All is Made in Love and War

Part 1

According to Harari, “[Cognitive revolution] Depends on the mutual reinforcement of science, politics and economics.” (Harari, 250) This is because when a government finds the need for something, they will invest fiscal resources into it to develop a scientific breakthrough. For example, on page 260 Harari says “When World War one bogged down into interminable trench warfare, both sides called in scientists to break the deadlock and save the nation. The men in white answered the call, and out of the laboratories rolled a constant stream of new wonder-weapons: combat aircraft, poison gas, tanks, submarines, and ever more efficient machine guns, artillery pieces, rifles and bombs.” (Harari, 260)

This shows how political and fiscal interests shaped scientific discovery by demonstrating the relation of a governmental interest (breaking the deadlock) and securing fiscal resources, which ultimately leads to a scientific discovery. This pattern is seen throughout history. Afterall, Americans only traveled to the moon after being motivated through the cold war with Russia.

Part 2

Starting from page 259, Harari makes a thorough argument on the linkage of science, empire, and capitalism. Since he analyzes both the relation of previous thought (I.e. deities, gods, etc.) to modern thought (focusing on the scientific advancements made throughout the past century.) I believe Harari is right by linking the three because progress is made by cognitive revolution which is developed through competition. (Which in my opinion drives both human and technological development, and ultimately the progress of the world.)

Thank you for reading!

Discussion Question
When do you believe humans are most motivated to create scientific advancements?

Sources
Harari, Yuval N., et al. Sapiens: a Brief History of Humankind. Harper Perennial, 2015.

2 thoughts on “All is Made in Love and War”

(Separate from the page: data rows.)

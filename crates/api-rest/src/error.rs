//! HTTP error handling and conversion.
//!
//! This module provides error types for the REST API and implements
//! conversion from domain and infrastructure errors to HTTP responses.

use axum::{
    http::StatusCode,
    response::{IntoResponse, Response},
    Json,
};
use serde::{Deserialize, Serialize};
use sportscar_sales_domain::ViewError;
use sportscar_sales_infrastructure::Error as InfrastructureError;
use std::fmt;
use thiserror::Error;
use tracing::{error, warn};
use utoipa::ToSchema;

/// Message returned for every rejected or failed view request
pub const INVALID_VIEW_MESSAGE: &str = "Invalid or nonexistent view";

/// API-specific error type
#[derive(Debug, Error)]
pub enum ApiError {
    /// Datastore failure while listing or creating rows
    #[error("{}", .0.datastore_message())]
    Repository(#[from] InfrastructureError),

    /// Request body could not be decoded into the create payload
    #[error("{0}")]
    InvalidBody(String),

    /// View name outside the allow-list, or a failed view query
    #[error("Invalid or nonexistent view")]
    InvalidView(String),

    /// Request timeout
    #[error("Request timeout")]
    Timeout,

    /// Payload too large
    #[error("Payload too large")]
    PayloadTooLarge,

    /// Service unavailable
    #[error("Service unavailable: {0}")]
    ServiceUnavailable(String),

    /// Internal server error
    #[error("Internal server error")]
    Internal(String),
}

impl ApiError {
    /// Get the HTTP status code for this error
    pub fn status_code(&self) -> StatusCode {
        match self {
            Self::Repository(_) | Self::InvalidBody(_) | Self::Internal(_) => {
                StatusCode::INTERNAL_SERVER_ERROR
            }
            Self::InvalidView(_) => StatusCode::BAD_REQUEST,
            Self::Timeout => StatusCode::REQUEST_TIMEOUT,
            Self::PayloadTooLarge => StatusCode::PAYLOAD_TOO_LARGE,
            Self::ServiceUnavailable(_) => StatusCode::SERVICE_UNAVAILABLE,
        }
    }

    /// Get error code for API response
    pub fn error_code(&self) -> &'static str {
        match self {
            Self::Repository(_) => "DATABASE_ERROR",
            Self::InvalidBody(_) => "INVALID_BODY",
            Self::InvalidView(_) => "INVALID_VIEW",
            Self::Timeout => "TIMEOUT",
            Self::PayloadTooLarge => "PAYLOAD_TOO_LARGE",
            Self::ServiceUnavailable(_) => "SERVICE_UNAVAILABLE",
            Self::Internal(_) => "INTERNAL_ERROR",
        }
    }
}

/// Standardized error response
#[derive(Debug, Serialize, Deserialize, ToSchema)]
pub struct ErrorResponse {
    /// Human-readable message
    pub error: String,

    /// Machine-readable error code
    pub code: String,
}

impl ErrorResponse {
    /// Create a new error response
    pub fn new(code: impl Into<String>, message: impl Into<String>) -> Self {
        Self {
            error: message.into(),
            code: code.into(),
        }
    }
}

impl fmt::Display for ErrorResponse {
    fn fmt(&self, f: &mut fmt::Formatter<'_>) -> fmt::Result {
        write!(f, "{}: {}", self.code, self.error)
    }
}

impl IntoResponse for ApiError {
    fn into_response(self) -> Response {
        let status = self.status_code();
        let error_code = self.error_code();
        let message = self.to_string();

        match &self {
            Self::InvalidView(name) => {
                warn!(error_code, view = %name, "Rejected view request")
            }
            Self::Internal(details) => {
                error!(error_code, details = %details, "Request error")
            }
            _ if status.is_server_error() => error!(error_code, message = %message, "Request error"),
            _ => warn!(error_code, message = %message, "Request error"),
        }

        let body = ErrorResponse::new(error_code, message);

        (status, Json(body)).into_response()
    }
}

impl From<ViewError> for ApiError {
    fn from(err: ViewError) -> Self {
        match err {
            ViewError::Unknown(name) => Self::InvalidView(name),
        }
    }
}

/// Result type for API operations
pub type ApiResult<T> = Result<T, ApiError>;

#[cfg(test)]
mod tests {
    use super::*;

    #[test]
    fn test_status_codes() {
        assert_eq!(
            ApiError::InvalidView("x".into()).status_code(),
            StatusCode::BAD_REQUEST
        );
        assert_eq!(
            ApiError::InvalidBody("bad".into()).status_code(),
            StatusCode::INTERNAL_SERVER_ERROR
        );
        assert_eq!(ApiError::Timeout.status_code(), StatusCode::REQUEST_TIMEOUT);
        assert_eq!(
            ApiError::Repository(InfrastructureError::Configuration("closed".into())).status_code(),
            StatusCode::INTERNAL_SERVER_ERROR
        );
    }

    #[test]
    fn test_invalid_view_message_hides_name() {
        let err = ApiError::from(ViewError::Unknown("DROP TABLE clientes;--".into()));
        assert_eq!(err.to_string(), INVALID_VIEW_MESSAGE);
        assert_eq!(err.error_code(), "INVALID_VIEW");
    }

    #[test]
    fn test_repository_message_has_no_layer_prefix() {
        let err = ApiError::Repository(InfrastructureError::Configuration("pool closed".into()));
        assert_eq!(err.to_string(), "pool closed");
    }

    #[test]
    fn test_error_response_shape() {
        let body = serde_json::to_value(ErrorResponse::new("INVALID_VIEW", INVALID_VIEW_MESSAGE))
            .unwrap();
        assert_eq!(
            body,
            serde_json::json!({ "error": "Invalid or nonexistent view", "code": "INVALID_VIEW" })
        );
    }
}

  1. Hello, Kayleen. In regards to your question, I have to agree with your answer and say that competition is one of the best motivators for scientific progress. We humans love to try and one up the other tribe, so to speak. Underneath your example of the Space Race, I would add the Human Genome Project to the list of advancements made due to competition. Many research facilities scrambled to map the entire human genome before the others. They were so efficient at it that the project was completed two years ahead of schedule. Awards or recognition might push research further as well. Of course, if we’re talking about individuals, I do think most scientists get satisfaction simply from making new discoveries. If I were a researcher, that would certainly be the biggest draw for me.

    A link with information about the HGP: https://ghr.nlm.nih.gov/primer/hgp/description

  2. The compelling argument that I’ve heard made, and then reiterated in class yesterday, is that religion and science are not at odds but that religion acts as an impetus for science. That is to say, the religious beliefs of individuals acts as a catalyst towards advancements in our understanding in the world around us as well as contributes to the quality and thoroughness with which these theories are explored. I say this because we can look to how content people were with science as a result of their religion, for example Islam was more advanced than Europe for a time because they had to innovate navigation and astronomy in order to accurately find Mecca and perform their daily prayers. Later on, western Europe innovated as Protestant ideologies took hold. Furthermore, in cases such as Darwin, the unwillingness to challenge scripture led to extensive and thorough studies wherein there was no shadow of a doubt regarding his theory of evolution when he finally published it. Even then he was tentative. Ultimately I think we have religion and religious conviction to thank for our forward progression and improved understanding of the universe, the world around us, and the laws that govern them.